Procedeu-se ao exame por junta médica, no âmbito do respectivo apenso, onde foi fixada a natureza e as incapacidades do sinistrado.
Realizado o julgamento, a sentença decidiu:
a) julgar o sinistrado, por via do acidente de trabalho ocorrido a 14.05.2019, afectado de:
i. uma Incapacidade Temporária Absoluta (ITA) de 15.05.2019 a 16.10.2019 (155 dias);
ii. a partir de 16.10.2019, data da alta clínica, uma Incapacidade Permanente Parcial (IPP) de 44,0143%;
b) condenar o R. Condomínio do Prédio Aquazul da Praia da Rocha a pagar a pensão anual e vitalícia de € 3.327,48, devida desde 17.10.2019, acrescida dos juros de mora contados à taxa legal de 4%;
c) condenar o R. a pagar a quantia de € 2.210,41, a título de remanescente da indemnização pelas incapacidades temporária, absoluta e parcial, sofridas, acrescida de juros de mora, à taxa legal de 4%, contados sobre cada importância diária desde o dia respectivo em que é devida; e,
d) condenar o R. a pagar a quantia de € 88,25, relativa a despesas decorrentes do acidente (médicas, medicamentosas e de tratamentos), acrescida de juros de mora, à taxa anual de 4%, contados desde a data da notificação para contestar e até efectivo e integral pagamento.
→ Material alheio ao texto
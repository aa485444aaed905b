//! Configuration knobs for the cache (C0, see `SPEC_FULL.md` §2).
//!
//! Defaults mirror spec.md §6 exactly. Loaded from an optional TOML file
//! with [`CacheConfig::load`], or built in-process with
//! [`CacheConfig::builder`].

use std::path::PathBuf;
use std::time::Duration;

use serde::{Deserialize, Serialize};

use crate::error::ConfigError;

const APP_BUNDLE_PREFIX: &str = "com.snapcache.cache";
const DEFAULT_NAMESPACE: &str = "default";
const DEFAULT_MAX_CACHE_AGE_SECS: u64 = 7 * 24 * 60 * 60;

/// Namespaced, filesystem- and memory-bound cache configuration.
#[derive(Debug, Clone, Serialize, Deserialize)]
#[serde(default)]
pub struct CacheConfig {
    /// Label appended to [`APP_BUNDLE_PREFIX`] to form the namespace
    /// directory name under the caches root.
    pub namespace: String,

    /// Root directory under which `<APP_BUNDLE_PREFIX>.<namespace>` is
    /// created. Defaults to the platform's per-user caches directory.
    pub root: Option<PathBuf>,

    /// Additional read-only roots consulted, in order, after `root` on a
    /// miss. Never written to.
    pub auxiliary_disk_roots: Vec<PathBuf>,

    /// Files older than this are removed by the sweeper's age pass.
    #[serde(with = "duration_secs")]
    pub max_cache_age: Duration,

    /// Total on-disk budget, in bytes. `0` means unlimited; the
    /// sweeper's size pass only runs when this is non-zero.
    pub max_cache_size: u64,

    /// Whether disk reads apply the display-decompression step before
    /// decoding completes.
    pub should_decompress_images: bool,

    /// Whether the memory tier (C2) is consulted/populated at all.
    pub should_cache_images_in_memory: bool,

    /// Whether written files get an "exclude from backup" attribute.
    /// Best-effort and a no-op on platforms without the concept.
    pub should_disable_icloud: bool,

    /// Memory tier cost ceiling (`0` = unlimited). See `CacheCost`.
    pub max_memory_cost: u64,

    /// Memory tier entry-count ceiling (`0` = unlimited).
    pub max_memory_count_limit: u64,
}

impl Default for CacheConfig {
    fn default() -> Self {
        Self {
            namespace: DEFAULT_NAMESPACE.to_string(),
            root: None,
            auxiliary_disk_roots: Vec::new(),
            max_cache_age: Duration::from_secs(DEFAULT_MAX_CACHE_AGE_SECS),
            max_cache_size: 0,
            should_decompress_images: true,
            should_cache_images_in_memory: true,
            should_disable_icloud: true,
            max_memory_cost: 0,
            max_memory_count_limit: 0,
        }
    }
}

impl CacheConfig {
    /// Starts a builder seeded with defaults.
    pub fn builder() -> CacheConfigBuilder {
        CacheConfigBuilder { inner: Self::default() }
    }

    /// Loads configuration from a TOML file, falling back to defaults
    /// for any field the file omits (`#[serde(default)]` per-field).
    pub fn load(path: impl Into<PathBuf>) -> Result<Self, ConfigError> {
        let path = path.into();
        let text = std::fs::read_to_string(&path)
            .map_err(|source| ConfigError::Read { path: path.clone(), source })?;
        toml::from_str(&text).map_err(|source| ConfigError::Parse { path, source })
    }

    /// Resolved namespace directory name, e.g. `com.snapcache.cache.default`.
    pub fn namespace_dir_name(&self) -> String {
        format!("{APP_BUNDLE_PREFIX}.{}", self.namespace)
    }

    /// Resolved caches root: the configured root, or the platform
    /// per-user caches directory.
    pub fn resolved_root(&self) -> PathBuf {
        self.root.clone().unwrap_or_else(|| {
            dirs::cache_dir().unwrap_or_else(std::env::temp_dir)
        })
    }

    /// Full namespace directory path: `<root>/<namespace_dir_name>`.
    pub fn namespace_path(&self) -> PathBuf {
        self.resolved_root().join(self.namespace_dir_name())
    }
}

/// Builder for [`CacheConfig`]; every setter takes `self` by value so
/// calls chain.
#[derive(Debug, Clone, Default)]
pub struct CacheConfigBuilder {
    inner: CacheConfig,
}

impl CacheConfigBuilder {
    pub fn namespace(mut self, namespace: impl Into<String>) -> Self {
        self.inner.namespace = namespace.into();
        self
    }

    pub fn root(mut self, root: impl Into<PathBuf>) -> Self {
        self.inner.root = Some(root.into());
        self
    }

    pub fn auxiliary_disk_roots(mut self, roots: Vec<PathBuf>) -> Self {
        self.inner.auxiliary_disk_roots = roots;
        self
    }

    pub fn max_cache_age(mut self, age: Duration) -> Self {
        self.inner.max_cache_age = age;
        self
    }

    pub fn max_cache_size(mut self, bytes: u64) -> Self {
        self.inner.max_cache_size = bytes;
        self
    }

    pub fn should_cache_images_in_memory(mut self, enabled: bool) -> Self {
        self.inner.should_cache_images_in_memory = enabled;
        self
    }

    pub fn max_memory_cost(mut self, cost: u64) -> Self {
        self.inner.max_memory_cost = cost;
        self
    }

    pub fn max_memory_count_limit(mut self, count: u64) -> Self {
        self.inner.max_memory_count_limit = count;
        self
    }

    pub fn build(self) -> CacheConfig {
        self.inner
    }
}

mod duration_secs {
    use std::time::Duration;

    use serde::{Deserialize, Deserializer, Serializer};

    pub fn serialize<S: Serializer>(value: &Duration, ser: S) -> Result<S::Ok, S::Error> {
        ser.serialize_u64(value.as_secs())
    }

    pub fn deserialize<'de, D: Deserializer<'de>>(de: D) -> Result<Duration, D::Error> {
        Ok(Duration::from_secs(u64::deserialize(de)?))
    }
}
Inconformado, o R. recorre e conclui:
I. Vem o presente recurso interposto da sentença pelo qual o tribunal a quo julgou procedente a acção emergente de acidente de trabalho.
II. O Apelante não se conforma com a decisão.
III. Por um lado, o Apelante entende que os factos foram julgados incorrectamente, face à produção de prova realizada em sede de audiência de discussão e de julgamento.
IV. Por outro lado, considera que mesmo dos factos julgados provados, mas também não provados, a conclusão teria de ser diversa: a de que o Sinistrado não sofreu um acidente que possa ser qualificado como de trabalho.
V. É que dos factos provados resulta, mormente do facto provado n.º 6, que o trabalhador caiu do telhado do edifício.
VI. Porém, quer da inspecção ao local – bem assim, do registo fotográfico junto aos autos – quer da prestação das declarações da legal represente do Apelante, foi possível retirar que o telhado de que caiu o Sinistrado não pertence ao condomínio.
VII. Na verdade, o Sinistrado caiu de um telhado de chapa, que serve de cobertura a um Anexo que está afecto à fracção autónoma onde está inserido o “Restaurante Mira”.
VIII. Anexo, esse, construído pelo próprio dono do restaurante.
IX. Como tal, o telhado em causa não se subsume à al. b) do art. 1421.º do CC.
X. O telhado de que caiu o Sinistrado, constitui uma parte integrante de uma inovação, levada a cabo pelo dono do “Restaurante Mira”.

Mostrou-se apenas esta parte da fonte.